→ Given information:
--- START ---
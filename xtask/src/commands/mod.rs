// Copyright 2025 eraflo
//
// Licensed under the Apache License, Version 2.0 (the "License");
// you may not use this file except in compliance with the License.
// You may obtain a copy of the License at
//
//     http://www.apache.org/licenses/LICENSE-2.0
//
// Unless required by applicable law or agreed to in writing, software
// distributed under the License is distributed on an "AS IS" BASIS,
// WITHOUT WARRANTIES OR CONDITIONS OF ANY KIND, either express or implied.
// See the License for the specific language governing permissions and
// limitations under the License.

pub mod shaders;
pub mod tools;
--- END ---
Pull every line with "under" from the records.

→ Answer:
// Licensed under the Apache License, Version 2.0 (the "License");
// distributed under the License is distributed on an "AS IS" BASIS,
// limitations under the License.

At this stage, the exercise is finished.